• **TASK PROMPT**: Scan the material that follows. Copy every line containing the word "RunProgress".
== Segment start ==
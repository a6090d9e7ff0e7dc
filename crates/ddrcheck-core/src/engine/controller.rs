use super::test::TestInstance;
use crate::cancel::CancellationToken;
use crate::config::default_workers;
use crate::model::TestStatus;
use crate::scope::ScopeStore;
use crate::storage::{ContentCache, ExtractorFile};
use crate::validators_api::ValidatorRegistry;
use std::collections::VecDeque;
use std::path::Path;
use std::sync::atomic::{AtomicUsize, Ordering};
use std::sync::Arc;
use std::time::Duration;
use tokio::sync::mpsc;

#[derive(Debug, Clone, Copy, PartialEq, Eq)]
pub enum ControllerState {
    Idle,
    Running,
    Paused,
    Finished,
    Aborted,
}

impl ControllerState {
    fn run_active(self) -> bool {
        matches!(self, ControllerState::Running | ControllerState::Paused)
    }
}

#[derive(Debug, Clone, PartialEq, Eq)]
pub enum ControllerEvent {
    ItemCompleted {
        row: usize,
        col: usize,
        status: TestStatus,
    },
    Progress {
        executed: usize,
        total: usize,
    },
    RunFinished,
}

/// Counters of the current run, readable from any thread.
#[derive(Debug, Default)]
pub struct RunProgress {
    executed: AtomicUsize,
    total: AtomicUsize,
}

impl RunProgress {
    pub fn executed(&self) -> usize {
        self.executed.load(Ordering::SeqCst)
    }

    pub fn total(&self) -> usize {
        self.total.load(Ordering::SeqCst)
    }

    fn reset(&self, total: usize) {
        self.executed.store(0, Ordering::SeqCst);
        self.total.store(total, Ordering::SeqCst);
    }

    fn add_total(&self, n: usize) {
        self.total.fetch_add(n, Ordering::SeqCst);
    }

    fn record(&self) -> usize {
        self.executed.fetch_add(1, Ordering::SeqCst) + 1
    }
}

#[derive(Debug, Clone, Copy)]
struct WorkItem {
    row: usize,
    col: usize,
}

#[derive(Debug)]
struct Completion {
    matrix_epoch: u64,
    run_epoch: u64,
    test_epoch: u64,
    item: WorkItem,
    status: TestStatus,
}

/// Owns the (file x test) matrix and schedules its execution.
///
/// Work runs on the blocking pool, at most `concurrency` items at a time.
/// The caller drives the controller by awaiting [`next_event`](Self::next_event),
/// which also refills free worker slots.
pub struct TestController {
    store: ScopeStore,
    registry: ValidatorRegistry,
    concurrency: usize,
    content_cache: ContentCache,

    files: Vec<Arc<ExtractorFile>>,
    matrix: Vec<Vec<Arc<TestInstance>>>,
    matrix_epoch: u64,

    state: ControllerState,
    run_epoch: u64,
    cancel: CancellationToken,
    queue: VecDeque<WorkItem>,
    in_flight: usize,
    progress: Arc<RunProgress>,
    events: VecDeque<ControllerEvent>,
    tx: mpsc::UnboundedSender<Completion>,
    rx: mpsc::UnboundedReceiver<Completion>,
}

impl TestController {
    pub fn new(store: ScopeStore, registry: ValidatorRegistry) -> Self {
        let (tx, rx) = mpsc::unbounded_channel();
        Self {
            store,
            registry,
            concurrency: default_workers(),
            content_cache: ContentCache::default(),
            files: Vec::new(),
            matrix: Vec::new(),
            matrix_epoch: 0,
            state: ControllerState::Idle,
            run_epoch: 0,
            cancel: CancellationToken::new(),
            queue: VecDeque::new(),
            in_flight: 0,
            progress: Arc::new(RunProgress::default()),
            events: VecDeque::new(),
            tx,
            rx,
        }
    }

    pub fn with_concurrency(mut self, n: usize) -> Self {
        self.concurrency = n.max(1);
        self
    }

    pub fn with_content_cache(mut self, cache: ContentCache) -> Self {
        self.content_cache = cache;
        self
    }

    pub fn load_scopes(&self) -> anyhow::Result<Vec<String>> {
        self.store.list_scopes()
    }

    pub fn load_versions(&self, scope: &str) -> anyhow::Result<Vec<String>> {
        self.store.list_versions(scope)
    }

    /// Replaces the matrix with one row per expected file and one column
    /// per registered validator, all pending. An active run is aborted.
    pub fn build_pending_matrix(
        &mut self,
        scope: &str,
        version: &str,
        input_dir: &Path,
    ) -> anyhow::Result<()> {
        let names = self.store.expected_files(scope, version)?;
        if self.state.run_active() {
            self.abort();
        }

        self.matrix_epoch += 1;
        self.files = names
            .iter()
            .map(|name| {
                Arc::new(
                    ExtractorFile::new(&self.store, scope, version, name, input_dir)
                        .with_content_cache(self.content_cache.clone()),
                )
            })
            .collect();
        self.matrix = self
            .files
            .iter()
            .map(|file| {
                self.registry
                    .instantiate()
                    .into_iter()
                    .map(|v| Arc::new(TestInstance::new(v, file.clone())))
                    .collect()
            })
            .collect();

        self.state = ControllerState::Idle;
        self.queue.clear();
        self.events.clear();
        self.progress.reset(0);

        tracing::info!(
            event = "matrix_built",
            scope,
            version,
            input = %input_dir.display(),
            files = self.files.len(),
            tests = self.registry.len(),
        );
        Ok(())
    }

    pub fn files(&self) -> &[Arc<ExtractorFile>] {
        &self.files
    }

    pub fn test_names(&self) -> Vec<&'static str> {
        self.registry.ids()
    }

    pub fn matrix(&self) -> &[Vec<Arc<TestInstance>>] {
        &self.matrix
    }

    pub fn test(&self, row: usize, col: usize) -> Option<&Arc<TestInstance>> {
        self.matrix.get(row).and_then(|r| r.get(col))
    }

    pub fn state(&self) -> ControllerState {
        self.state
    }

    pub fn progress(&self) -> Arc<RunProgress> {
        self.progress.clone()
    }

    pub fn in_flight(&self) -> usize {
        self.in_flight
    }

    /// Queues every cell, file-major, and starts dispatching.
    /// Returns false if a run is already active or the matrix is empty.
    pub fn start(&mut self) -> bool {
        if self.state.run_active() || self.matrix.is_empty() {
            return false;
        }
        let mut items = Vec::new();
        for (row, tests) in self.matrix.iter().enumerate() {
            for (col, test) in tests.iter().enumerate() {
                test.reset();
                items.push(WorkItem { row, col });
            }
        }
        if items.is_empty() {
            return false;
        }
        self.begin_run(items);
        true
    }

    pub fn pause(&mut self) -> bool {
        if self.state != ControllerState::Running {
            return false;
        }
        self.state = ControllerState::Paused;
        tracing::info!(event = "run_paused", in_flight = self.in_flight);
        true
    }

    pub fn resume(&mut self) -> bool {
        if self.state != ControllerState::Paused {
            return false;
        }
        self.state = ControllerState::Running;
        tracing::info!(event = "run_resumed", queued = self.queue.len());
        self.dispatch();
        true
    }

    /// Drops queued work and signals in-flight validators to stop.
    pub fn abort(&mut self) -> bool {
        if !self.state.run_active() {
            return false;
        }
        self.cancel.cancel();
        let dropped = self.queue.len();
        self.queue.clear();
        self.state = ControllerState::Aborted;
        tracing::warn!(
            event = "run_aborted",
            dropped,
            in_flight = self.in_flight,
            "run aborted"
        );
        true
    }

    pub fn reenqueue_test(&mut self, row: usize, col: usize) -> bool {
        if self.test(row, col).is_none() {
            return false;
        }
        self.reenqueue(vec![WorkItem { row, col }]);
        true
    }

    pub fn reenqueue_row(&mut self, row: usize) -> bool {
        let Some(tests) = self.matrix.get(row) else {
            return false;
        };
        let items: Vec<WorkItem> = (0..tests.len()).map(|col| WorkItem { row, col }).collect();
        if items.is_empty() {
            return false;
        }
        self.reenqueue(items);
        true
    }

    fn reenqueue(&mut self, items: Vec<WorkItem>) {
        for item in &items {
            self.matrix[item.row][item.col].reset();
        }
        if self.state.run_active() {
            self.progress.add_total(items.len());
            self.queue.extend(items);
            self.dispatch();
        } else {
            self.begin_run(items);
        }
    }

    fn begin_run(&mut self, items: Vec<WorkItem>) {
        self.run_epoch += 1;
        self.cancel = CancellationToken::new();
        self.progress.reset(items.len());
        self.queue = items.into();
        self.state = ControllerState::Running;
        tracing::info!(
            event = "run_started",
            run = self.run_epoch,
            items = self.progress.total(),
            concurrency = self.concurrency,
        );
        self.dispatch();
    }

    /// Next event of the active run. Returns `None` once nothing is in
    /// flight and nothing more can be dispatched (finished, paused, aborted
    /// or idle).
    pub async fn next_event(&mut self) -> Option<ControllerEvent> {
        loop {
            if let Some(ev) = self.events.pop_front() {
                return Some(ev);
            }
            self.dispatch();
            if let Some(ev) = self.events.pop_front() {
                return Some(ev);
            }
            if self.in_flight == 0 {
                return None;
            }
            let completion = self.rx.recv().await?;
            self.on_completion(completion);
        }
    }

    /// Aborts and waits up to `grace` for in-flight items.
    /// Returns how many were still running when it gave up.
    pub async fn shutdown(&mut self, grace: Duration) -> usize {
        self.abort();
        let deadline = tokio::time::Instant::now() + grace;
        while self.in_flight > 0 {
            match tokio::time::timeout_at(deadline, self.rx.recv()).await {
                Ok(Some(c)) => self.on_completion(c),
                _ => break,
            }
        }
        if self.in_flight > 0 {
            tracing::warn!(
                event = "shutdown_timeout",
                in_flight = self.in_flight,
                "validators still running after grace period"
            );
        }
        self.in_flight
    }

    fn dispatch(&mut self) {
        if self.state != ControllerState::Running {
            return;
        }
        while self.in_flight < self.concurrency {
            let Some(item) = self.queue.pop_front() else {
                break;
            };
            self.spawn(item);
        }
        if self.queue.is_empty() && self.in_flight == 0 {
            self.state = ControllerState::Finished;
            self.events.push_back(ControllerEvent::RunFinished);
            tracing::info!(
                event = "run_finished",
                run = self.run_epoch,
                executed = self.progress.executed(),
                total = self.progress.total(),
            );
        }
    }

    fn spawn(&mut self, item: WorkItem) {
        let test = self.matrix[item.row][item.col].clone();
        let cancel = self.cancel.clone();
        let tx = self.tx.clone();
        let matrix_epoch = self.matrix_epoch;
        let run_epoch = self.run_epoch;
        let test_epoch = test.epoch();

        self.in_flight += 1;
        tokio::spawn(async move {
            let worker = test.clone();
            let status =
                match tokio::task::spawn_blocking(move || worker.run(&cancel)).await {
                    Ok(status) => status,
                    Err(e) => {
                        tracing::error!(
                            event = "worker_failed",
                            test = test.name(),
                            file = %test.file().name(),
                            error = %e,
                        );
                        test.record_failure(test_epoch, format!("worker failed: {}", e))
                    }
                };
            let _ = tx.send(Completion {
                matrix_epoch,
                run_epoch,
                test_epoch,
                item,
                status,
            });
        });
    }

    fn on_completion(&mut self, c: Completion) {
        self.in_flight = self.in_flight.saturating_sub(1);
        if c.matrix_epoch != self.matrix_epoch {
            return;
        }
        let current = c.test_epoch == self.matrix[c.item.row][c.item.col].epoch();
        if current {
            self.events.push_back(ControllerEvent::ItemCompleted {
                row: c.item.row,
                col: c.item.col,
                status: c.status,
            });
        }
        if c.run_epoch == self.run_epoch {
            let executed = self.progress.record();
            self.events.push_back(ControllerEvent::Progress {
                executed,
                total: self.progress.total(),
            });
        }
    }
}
== Segment end ==
• **EXERCISE OUTPUT**:
pub struct RunProgress {
impl RunProgress {
    progress: Arc<RunProgress>,
            progress: Arc::new(RunProgress::default()),
    pub fn progress(&self) -> Arc<RunProgress> {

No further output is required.